((
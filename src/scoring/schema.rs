//! The structured-output contract shared between request building and result
//! parsing.
//!
//! The JSON Schema sent with every batch line and the typed parser applied to
//! every result line are generated from the same constants, so the two sides
//! cannot drift apart.

use serde::Deserialize;
use serde_json::{json, Value};

pub const SCHEMA_NAME: &str = "CoffeeShopPerspective";

pub const RATING_MIN: i64 = 1;
pub const RATING_MAX: i64 = 5;
pub const EVIDENCE_MAX_ITEMS: usize = 3;
pub const SOURCES_MAX_ITEMS: usize = 8;

/// Parking availability as reported by the model. `Unknown` is a valid
/// answer, not a parse failure.
#[derive(Debug, Clone, Copy, PartialEq, Eq, Deserialize)]
#[serde(rename_all = "lowercase")]
pub enum Parking {
    Free,
    Paid,
    Street,
    None,
    Unknown,
}

impl Parking {
    pub fn as_str(&self) -> &'static str {
        match self {
            Parking::Free => "free",
            Parking::Paid => "paid",
            Parking::Street => "street",
            Parking::None => "none",
            Parking::Unknown => "unknown",
        }
    }

    pub const ALL: [Parking; 5] = [
        Parking::Free,
        Parking::Paid,
        Parking::Street,
        Parking::None,
        Parking::Unknown,
    ];
}

/// The strict JSON Schema document attached to every batch request line.
pub fn output_schema() -> Value {
    let rating = json!({ "type": "integer", "minimum": RATING_MIN, "maximum": RATING_MAX });
    let parking_options: Vec<&str> = Parking::ALL.iter().map(|p| p.as_str()).collect();
    json!({
        "name": SCHEMA_NAME,
        "strict": true,
        "schema": {
            "type": "object",
            "additionalProperties": false,
            "properties": {
                "decoration": rating.clone(),
                "coffee": rating.clone(),
                "studySuitable": rating,
                "parking": { "type": "string", "enum": parking_options },
                "evidence": {
                    "type": "array",
                    "items": { "type": "string" },
                    "maxItems": EVIDENCE_MAX_ITEMS
                },
                "sources_used": {
                    "type": "array",
                    "items": { "type": "string" },
                    "maxItems": SOURCES_MAX_ITEMS
                }
            },
            "required": [
                "decoration", "coffee", "studySuitable",
                "parking", "evidence", "sources_used"
            ]
        }
    })
}

/// A model answer that satisfied the output contract.
#[derive(Debug, Clone, PartialEq, Deserialize)]
#[serde(deny_unknown_fields)]
pub struct ScorePayload {
    pub decoration: i64,
    pub coffee: i64,
    #[serde(rename = "studySuitable")]
    pub study_suitable: i64,
    pub parking: Parking,
    pub evidence: Vec<String>,
    pub sources_used: Vec<String>,
}

#[derive(Debug, thiserror::Error)]
pub enum SchemaViolation {
    #[error("payload does not match the score schema: {0}")]
    Shape(#[from] serde_json::Error),
    #[error("{field} rating {value} is outside 1..=5")]
    RatingOutOfRange { field: &'static str, value: i64 },
    #[error("evidence has {0} entries, at most 3 allowed")]
    TooMuchEvidence(usize),
    #[error("sources_used has {0} entries, at most 8 allowed")]
    TooManySources(usize),
}

/// Parse and fully validate a structured-output text against the contract.
///
/// The provider is asked for strict schema adherence but is not trusted to
/// deliver it; everything the schema promises is re-checked here.
pub fn parse_payload(text: &str) -> Result<ScorePayload, SchemaViolation> {
    let payload: ScorePayload = serde_json::from_str(text)?;

    for (field, value) in [
        ("decoration", payload.decoration),
        ("coffee", payload.coffee),
        ("studySuitable", payload.study_suitable),
    ] {
        if !(RATING_MIN..=RATING_MAX).contains(&value) {
            return Err(SchemaViolation::RatingOutOfRange { field, value });
        }
    }
    if payload.evidence.len() > EVIDENCE_MAX_ITEMS {
        return Err(SchemaViolation::TooMuchEvidence(payload.evidence.len()));
    }
    if payload.sources_used.len() > SOURCES_MAX_ITEMS {
        return Err(SchemaViolation::TooManySources(payload.sources_used.len()));
    }
    Ok(payload)
}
))
Set down each line exactly as it appears in the data.

Finished exercise:
filename src/scoring/schema.rs
//! The structured-output contract shared between request building and result
//! parsing.
//!
//! The JSON Schema sent with every batch line and the typed parser applied to
//! every result line are generated from the same constants, so the two sides
//! cannot drift apart.

use serde::Deserialize;
use serde_json::{json, Value};

pub const SCHEMA_NAME: &str = "CoffeeShopPerspective";

pub const RATING_MIN: i64 = 1;
pub const RATING_MAX: i64 = 5;
pub const EVIDENCE_MAX_ITEMS: usize = 3;
pub const SOURCES_MAX_ITEMS: usize = 8;

/// Parking availability as reported by the model. `Unknown` is a valid
/// answer, not a parse failure.
#[derive(Debug, Clone, Copy, PartialEq, Eq, Deserialize)]
#[serde(rename_all = "lowercase")]
pub enum Parking {
    Free,
    Paid,
    Street,
    None,
    Unknown,
}

impl Parking {
    pub fn as_str(&self) -> &'static str {
        match self {
            Parking::Free => "free",
            Parking::Paid => "paid",
            Parking::Street => "street",
            Parking::None => "none",
            Parking::Unknown => "unknown",
        }
    }

    pub const ALL: [Parking; 5] = [
        Parking::Free,
        Parking::Paid,
        Parking::Street,
        Parking::None,
        Parking::Unknown,
    ];
}

/// The strict JSON Schema document attached to every batch request line.
pub fn output_schema() -> Value {
    let rating = json!({ "type": "integer", "minimum": RATING_MIN, "maximum": RATING_MAX });
    let parking_options: Vec<&str> = Parking::ALL.iter().map(|p| p.as_str()).collect();
    json!({
        "name": SCHEMA_NAME,
        "strict": true,
        "schema": {
            "type": "object",
            "additionalProperties": false,
            "properties": {
                "decoration": rating.clone(),
                "coffee": rating.clone(),
                "studySuitable": rating,
                "parking": { "type": "string", "enum": parking_options },
                "evidence": {
                    "type": "array",
                    "items": { "type": "string" },
                    "maxItems": EVIDENCE_MAX_ITEMS
                },
                "sources_used": {
                    "type": "array",
                    "items": { "type": "string" },
                    "maxItems": SOURCES_MAX_ITEMS
                }
            },
            "required": [
                "decoration", "coffee", "studySuitable",
                "parking", "evidence", "sources_used"
            ]
        }
    })
}

/// A model answer that satisfied the output contract.
#[derive(Debug, Clone, PartialEq, Deserialize)]
#[serde(deny_unknown_fields)]
pub struct ScorePayload {
    pub decoration: i64,
    pub coffee: i64,
    #[serde(rename = "studySuitable")]
    pub study_suitable: i64,
    pub parking: Parking,
    pub evidence: Vec<String>,
    pub sources_used: Vec<String>,
}

#[derive(Debug, thiserror::Error)]
pub enum SchemaViolation {
    #[error("payload does not match the score schema: {0}")]
    Shape(#[from] serde_json::Error),
    #[error("{field} rating {value} is outside 1..=5")]
    RatingOutOfRange { field: &'static str, value: i64 },
    #[error("evidence has {0} entries, at most 3 allowed")]
    TooMuchEvidence(usize),
    #[error("sources_used has {0} entries, at most 8 allowed")]
    TooManySources(usize),
}

/// Parse and fully validate a structured-output text against the contract.
///
/// The provider is asked for strict schema adherence but is not trusted to
/// deliver it; everything the schema promises is re-checked here.
pub fn parse_payload(text: &str) -> Result<ScorePayload, SchemaViolation> {
    let payload: ScorePayload = serde_json::from_str(text)?;

    for (field, value) in [
        ("decoration", payload.decoration),
        ("coffee", payload.coffee),
        ("studySuitable", payload.study_suitable),
    ] {
        if !(RATING_MIN..=RATING_MAX).contains(&value) {
            return Err(SchemaViolation::RatingOutOfRange { field, value });
        }
    }
    if payload.evidence.len() > EVIDENCE_MAX_ITEMS {
        return Err(SchemaViolation::TooMuchEvidence(payload.evidence.len()));
    }
    if payload.sources_used.len() > SOURCES_MAX_ITEMS {
        return Err(SchemaViolation::TooManySources(payload.sources_used.len()));
    }
    Ok(payload)
}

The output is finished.